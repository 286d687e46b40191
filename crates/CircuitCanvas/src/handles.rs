//! # Handle Manager
//!
//! Handles are the draggable anchors of a wire: port handles sit on a module
//! port, naked handles are free routing points. Each wire's route is the ordered
//! list of its handles; the wire visual is drawn through their positions.

use std::collections::HashMap;

use glam::Vec2;
use serde::{Deserialize, Serialize};
use slotmap::SlotMap;

use crate::model::{HandleId, HandleKind, HandleOwner, VisualFlags, WireRef};

#[derive(Clone, Debug, Serialize, Deserialize)]
pub struct Handle {
    /// Self-reference ID.
    pub id: HandleId,
    pub owner: HandleOwner,
    /// The wire whose route this handle belongs to, if any.
    pub wire: Option<WireRef>,
    pub kind: HandleKind,
    pub position: Vec2,
    pub flags: VisualFlags,
}

impl Handle {
    pub fn is_naked(&self) -> bool {
        self.kind == HandleKind::Naked
    }
}

#[derive(Debug)]
pub struct HandleManager {
    handles: SlotMap<HandleId, Handle>,
    /// Creation order, used for hit-testing and drawing.
    order: Vec<HandleId>,
    routes: HashMap<WireRef, Vec<HandleId>>,
    radius: f32,
}

impl Default for HandleManager {
    fn default() -> Self {
        Self::new(5.0)
    }
}

impl HandleManager {
    pub fn new(radius: f32) -> Self {
        Self {
            handles: SlotMap::with_key(),
            order: Vec::new(),
            routes: HashMap::new(),
            radius,
        }
    }

    pub fn radius(&self) -> f32 {
        self.radius
    }

    /// Allocates a handle. A handle on a wire is appended to that wire's route.
    pub fn create(
        &mut self,
        owner: HandleOwner,
        position: Vec2,
        kind: HandleKind,
        wire: Option<WireRef>,
    ) -> HandleId {
        let id = self.handles.insert_with_key(|id| Handle {
            id,
            owner,
            wire,
            kind,
            position,
            flags: VisualFlags::empty(),
        });
        self.order.push(id);
        if let Some(wire) = wire {
            self.routes.entry(wire).or_default().push(id);
        }
        id
    }

    pub fn get(&self, id: HandleId) -> Option<&Handle> {
        self.handles.get(id)
    }

    pub fn len(&self) -> usize {
        self.handles.len()
    }

    pub fn is_empty(&self) -> bool {
        self.handles.is_empty()
    }

    /// Handles in creation order.
    pub fn iter(&self) -> impl Iterator<Item = &Handle> {
        self.order.iter().filter_map(|id| self.handles.get(*id))
    }

    pub fn remove(&mut self, id: HandleId) -> Option<Handle> {
        let handle = self.handles.remove(id)?;
        self.order.retain(|h| *h != id);
        if let Some(wire) = handle.wire {
            if let Some(route) = self.routes.get_mut(&wire) {
                route.retain(|h| *h != id);
                if route.is_empty() {
                    self.routes.remove(&wire);
                }
            }
        }
        Some(handle)
    }

    fn remove_where(&mut self, pred: impl Fn(&Handle) -> bool) -> usize {
        let doomed: Vec<HandleId> = self.iter().filter(|h| pred(h)).map(|h| h.id).collect();
        for id in &doomed {
            self.remove(*id);
        }
        doomed.len()
    }

    /// Removes every handle owned by `owner`. Returns how many were removed.
    pub fn remove_all_owned_by(&mut self, owner: HandleOwner) -> usize {
        self.remove_where(|h| h.owner == owner)
    }

    /// Removes every handle routed on `wire`, whoever owns it.
    pub fn remove_all_on_wire(&mut self, wire: WireRef) -> usize {
        self.remove_where(|h| h.wire == Some(wire))
    }

    /// Moves every handle owned by `owner` to `location`.
    pub fn reposition(&mut self, owner: HandleOwner, location: Vec2) -> usize {
        let mut moved = 0;
        for handle in self.handles.values_mut().filter(|h| h.owner == owner) {
            handle.position = location;
            moved += 1;
        }
        moved
    }

    pub fn move_handle(&mut self, id: HandleId, position: Vec2) {
        if let Some(handle) = self.handles.get_mut(id) {
            handle.position = position;
        }
    }

    /// First handle, in creation order, whose pick circle contains `point`.
    pub fn hit_test(&self, point: Vec2) -> Option<HandleId> {
        self.iter()
            .find(|h| h.position.distance(point) <= self.radius)
            .map(|h| h.id)
    }

    pub fn route(&self, wire: WireRef) -> &[HandleId] {
        self.routes.get(&wire).map(Vec::as_slice).unwrap_or(&[])
    }

    pub fn route_positions(&self, wire: WireRef) -> Vec<Vec2> {
        self.route(wire)
            .iter()
            .filter_map(|id| self.handles.get(*id))
            .map(|h| h.position)
            .collect()
    }

    /// True when `a` and `b` are neighbours in `wire`'s route.
    pub fn are_adjacent(&self, wire: WireRef, a: HandleId, b: HandleId) -> bool {
        self.route(wire)
            .windows(2)
            .any(|pair| (pair[0] == a && pair[1] == b) || (pair[0] == b && pair[1] == a))
    }

    /// Moves every handle and route entry of `from` over to `to`.
    pub fn rebind_wire(&mut self, from: WireRef, to: WireRef) {
        for handle in self.handles.values_mut() {
            if handle.wire == Some(from) {
                handle.wire = Some(to);
            }
            if handle.owner == HandleOwner::Wire(from) {
                handle.owner = HandleOwner::Wire(to);
            }
        }
        if let Some(route) = self.routes.remove(&from) {
            self.routes.entry(to).or_default().extend(route);
        }
    }

    /// True if any handle still belongs to `wire`.
    pub fn references(&self, wire: WireRef) -> bool {
        self.handles
            .values()
            .any(|h| h.wire == Some(wire) || h.owner == HandleOwner::Wire(wire))
    }

    pub fn set_flags(&mut self, id: HandleId, flags: VisualFlags) {
        if let Some(handle) = self.handles.get_mut(id) {
            handle.flags = flags;
        }
    }

    pub fn clear_flags(&mut self) {
        for handle in self.handles.values_mut() {
            handle.flags = VisualFlags::empty();
        }
    }

    /// Component-wise maximum over all handle positions.
    pub fn max_position(&self) -> Option<Vec2> {
        self.handles.values().map(|h| h.position).reduce(Vec2::max)
    }

    /// Merges a dropped naked handle into a coincident neighbour on the same wire.
    ///
    /// The dropped handle and its route point are removed. At most one merge
    /// happens per call; a port handle or a handle with no candidate is left alone.
    pub fn try_merge(&mut self, id: HandleId) -> bool {
        let Some(handle) = self.handles.get(id) else {
            return false;
        };
        let Some(wire) = handle.wire.filter(|_| handle.is_naked()) else {
            return false;
        };
        let position = handle.position;

        let target = self.iter().find(|other| {
            other.id != id
                && other.wire == Some(wire)
                && other.position.distance(position) <= self.radius
                && self.are_adjacent(wire, id, other.id)
        });
        let Some(target) = target.map(|h| h.id) else {
            return false;
        };

        self.remove(id);
        tracing::debug!(merged = ?id, into = ?target, wire = ?wire, "Merged handle");
        true
    }
}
=====
What needs to be done: Nothing should be dropped or changed, so repeat all of the entries exactly.

Exercise solution:
repository 286d687e46b40191
filename crates/CircuitCanvas/src/handles.rs
//! # Handle Manager
//!
//! Handles are the draggable anchors of a wire: port handles sit on a module
//! port, naked handles are free routing points. Each wire's route is the ordered
//! list of its handles; the wire visual is drawn through their positions.

use std::collections::HashMap;

use glam::Vec2;
use serde::{Deserialize, Serialize};
use slotmap::SlotMap;

use crate::model::{HandleId, HandleKind, HandleOwner, VisualFlags, WireRef};

#[derive(Clone, Debug, Serialize, Deserialize)]
pub struct Handle {
    /// Self-reference ID.
    pub id: HandleId,
    pub owner: HandleOwner,
    /// The wire whose route this handle belongs to, if any.
    pub wire: Option<WireRef>,
    pub kind: HandleKind,
    pub position: Vec2,
    pub flags: VisualFlags,
}

impl Handle {
    pub fn is_naked(&self) -> bool {
        self.kind == HandleKind::Naked
    }
}

#[derive(Debug)]
pub struct HandleManager {
    handles: SlotMap<HandleId, Handle>,
    /// Creation order, used for hit-testing and drawing.
    order: Vec<HandleId>,
    routes: HashMap<WireRef, Vec<HandleId>>,
    radius: f32,
}

impl Default for HandleManager {
    fn default() -> Self {
        Self::new(5.0)
    }
}

impl HandleManager {
    pub fn new(radius: f32) -> Self {
        Self {
            handles: SlotMap::with_key(),
            order: Vec::new(),
            routes: HashMap::new(),
            radius,
        }
    }

    pub fn radius(&self) -> f32 {
        self.radius
    }

    /// Allocates a handle. A handle on a wire is appended to that wire's route.
    pub fn create(
        &mut self,
        owner: HandleOwner,
        position: Vec2,
        kind: HandleKind,
        wire: Option<WireRef>,
    ) -> HandleId {
        let id = self.handles.insert_with_key(|id| Handle {
            id,
            owner,
            wire,
            kind,
            position,
            flags: VisualFlags::empty(),
        });
        self.order.push(id);
        if let Some(wire) = wire {
            self.routes.entry(wire).or_default().push(id);
        }
        id
    }

    pub fn get(&self, id: HandleId) -> Option<&Handle> {
        self.handles.get(id)
    }

    pub fn len(&self) -> usize {
        self.handles.len()
    }

    pub fn is_empty(&self) -> bool {
        self.handles.is_empty()
    }

    /// Handles in creation order.
    pub fn iter(&self) -> impl Iterator<Item = &Handle> {
        self.order.iter().filter_map(|id| self.handles.get(*id))
    }

    pub fn remove(&mut self, id: HandleId) -> Option<Handle> {
        let handle = self.handles.remove(id)?;
        self.order.retain(|h| *h != id);
        if let Some(wire) = handle.wire {
            if let Some(route) = self.routes.get_mut(&wire) {
                route.retain(|h| *h != id);
                if route.is_empty() {
                    self.routes.remove(&wire);
                }
            }
        }
        Some(handle)
    }

    fn remove_where(&mut self, pred: impl Fn(&Handle) -> bool) -> usize {
        let doomed: Vec<HandleId> = self.iter().filter(|h| pred(h)).map(|h| h.id).collect();
        for id in &doomed {
            self.remove(*id);
        }
        doomed.len()
    }

    /// Removes every handle owned by `owner`. Returns how many were removed.
    pub fn remove_all_owned_by(&mut self, owner: HandleOwner) -> usize {
        self.remove_where(|h| h.owner == owner)
    }

    /// Removes every handle routed on `wire`, whoever owns it.
    pub fn remove_all_on_wire(&mut self, wire: WireRef) -> usize {
        self.remove_where(|h| h.wire == Some(wire))
    }

    /// Moves every handle owned by `owner` to `location`.
    pub fn reposition(&mut self, owner: HandleOwner, location: Vec2) -> usize {
        let mut moved = 0;
        for handle in self.handles.values_mut().filter(|h| h.owner == owner) {
            handle.position = location;
            moved += 1;
        }
        moved
    }

    pub fn move_handle(&mut self, id: HandleId, position: Vec2) {
        if let Some(handle) = self.handles.get_mut(id) {
            handle.position = position;
        }
    }

    /// First handle, in creation order, whose pick circle contains `point`.
    pub fn hit_test(&self, point: Vec2) -> Option<HandleId> {
        self.iter()
            .find(|h| h.position.distance(point) <= self.radius)
            .map(|h| h.id)
    }

    pub fn route(&self, wire: WireRef) -> &[HandleId] {
        self.routes.get(&wire).map(Vec::as_slice).unwrap_or(&[])
    }

    pub fn route_positions(&self, wire: WireRef) -> Vec<Vec2> {
        self.route(wire)
            .iter()
            .filter_map(|id| self.handles.get(*id))
            .map(|h| h.position)
            .collect()
    }

    /// True when `a` and `b` are neighbours in `wire`'s route.
    pub fn are_adjacent(&self, wire: WireRef, a: HandleId, b: HandleId) -> bool {
        self.route(wire)
            .windows(2)
            .any(|pair| (pair[0] == a && pair[1] == b) || (pair[0] == b && pair[1] == a))
    }

    /// Moves every handle and route entry of `from` over to `to`.
    pub fn rebind_wire(&mut self, from: WireRef, to: WireRef) {
        for handle in self.handles.values_mut() {
            if handle.wire == Some(from) {
                handle.wire = Some(to);
            }
            if handle.owner == HandleOwner::Wire(from) {
                handle.owner = HandleOwner::Wire(to);
            }
        }
        if let Some(route) = self.routes.remove(&from) {
            self.routes.entry(to).or_default().extend(route);
        }
    }

    /// True if any handle still belongs to `wire`.
    pub fn references(&self, wire: WireRef) -> bool {
        self.handles
            .values()
            .any(|h| h.wire == Some(wire) || h.owner == HandleOwner::Wire(wire))
    }

    pub fn set_flags(&mut self, id: HandleId, flags: VisualFlags) {
        if let Some(handle) = self.handles.get_mut(id) {
            handle.flags = flags;
        }
    }

    pub fn clear_flags(&mut self) {
        for handle in self.handles.values_mut() {
            handle.flags = VisualFlags::empty();
        }
    }

    /// Component-wise maximum over all handle positions.
    pub fn max_position(&self) -> Option<Vec2> {
        self.handles.values().map(|h| h.position).reduce(Vec2::max)
    }

    /// Merges a dropped naked handle into a coincident neighbour on the same wire.
    ///
    /// The dropped handle and its route point are removed. At most one merge
    /// happens per call; a port handle or a handle with no candidate is left alone.
    pub fn try_merge(&mut self, id: HandleId) -> bool {
        let Some(handle) = self.handles.get(id) else {
            return false;
        };
        let Some(wire) = handle.wire.filter(|_| handle.is_naked()) else {
            return false;
        };
        let position = handle.position;

        let target = self.iter().find(|other| {
            other.id != id
                && other.wire == Some(wire)
                && other.position.distance(position) <= self.radius
                && self.are_adjacent(wire, id, other.id)
        });
        let Some(target) = target.map(|h| h.id) else {
            return false;
        };

        self.remove(id);
        tracing::debug!(merged = ?id, into = ?target, wire = ?wire, "Merged handle");
        true
    }
}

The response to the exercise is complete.